A Lynching Far to the
North.
Southerners, so often lectured for the frequency with which they lynch
Negroes instead of trusting their own courts to be justly stern in the
punishment of proven crime, will be sure to call the attention of their critics
to what happened in Duluth this week when the indignation of the citizens there
was turned to rage by the commission of the offense that does the same thing in
the South.
In that very Northern city matters took the familiar course, but
there were certain variations which may or may not have been due to the
moderating effects on temper of a high latitude. For one thing the mob, in its
attack on the jail, seemingly was not armed with deadly weapons. At any rate it
did not use any of them but overcame the resistance of the jailers and the
police with sticks and stones and streams of water from a hose. And after the
cells had been broken open and the prisoners seized, there was at least the
semblance of judicial proceedings. It was evidently a brief trial that the six
accused men received, but there must have been the taking of some sort of
evidence, for three of the Negroes were spared and only three taken out into the
street and hanged.
For a mob that showed a surprising regard for the forms
of law, for as an almost invariable rule in lynching accusation is treated as
proof of guilt and for the presentation of a defense no opportunity is
given.
In Duluth, as so often in the South, the resistance to the mob
offered by the local authorities must have been halfhearted, or worse, otherwise
it would not have been so ineffectual, and the storming of the jail would have
been accompanied with fatalities among its assailants.

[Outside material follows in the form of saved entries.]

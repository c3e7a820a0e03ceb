use sea_orm::entity::prelude::*;
use serde::{Deserialize, Serialize};

#[sea_orm::model]
#[derive(Clone, Debug, PartialEq, DeriveEntityModel, Serialize, Deserialize)]
#[sea_orm(table_name = "product_item")]
pub struct Model {
    #[sea_orm(primary_key)]
    pub id: i32,

    pub product_id: i32,
    #[sea_orm(belongs_to, from = "product_id", to = "id")]
    pub product: HasOne<super::product::Entity>,

    /// Stock-keeping code, unique across every store (soft-deleted rows included).
    #[sea_orm(unique)]
    pub sku: String,
    pub quantity: i32,
    pub price: f64,
    pub discounted_price: Option<f64>,

    pub created_at: DateTimeUtc,
    pub updated_at: DateTimeUtc,
    pub deleted_at: Option<DateTimeUtc>,
}

impl ActiveModelBehavior for ActiveModel {}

They Lacked Even a Poor Excuse.
No valid or even colorable claim in behalf of Duluth can be based on the
fact that three of the six Negroes were spared by the executors of “wild
justice.” In that city and State there can be no pretense that the white
population is under any general menace from a black majority. Anything like a
real racial conflict there is unimaginable, and for the infliction of summary
vengeance on Negro criminals there is not the excuse which has something of
plausibility in some parts of the South the excuse that thus only can punishment
have the deferrent effect on which the safety of the whites and their women
depends.
That excuse is a poor one anywhere but in the North it is so poor
that probably nobody would venture to offer it as mitigating the guilt of resort
to lynch law.
Of course the lynching of Negroes in Duluth is far from being
the first that has occurred in the North. Human nature is much the same in both
sections of the country and in both there is appreciation of the fact that mob
violence is never justifiable and is always disgraceful to those who participate
in it and to those who permit it. Probably one difference does exist–a
difference in the likelihood that the lynchers will be punished. Even that is a
dubious likelihood, and certainly nothing like all of the 5,000 inhabitants of
Duluth who took some part in this lynching will pay any penalty for what they
did, though they are all as guilty, morally, as those who pulled the avenging
ropes.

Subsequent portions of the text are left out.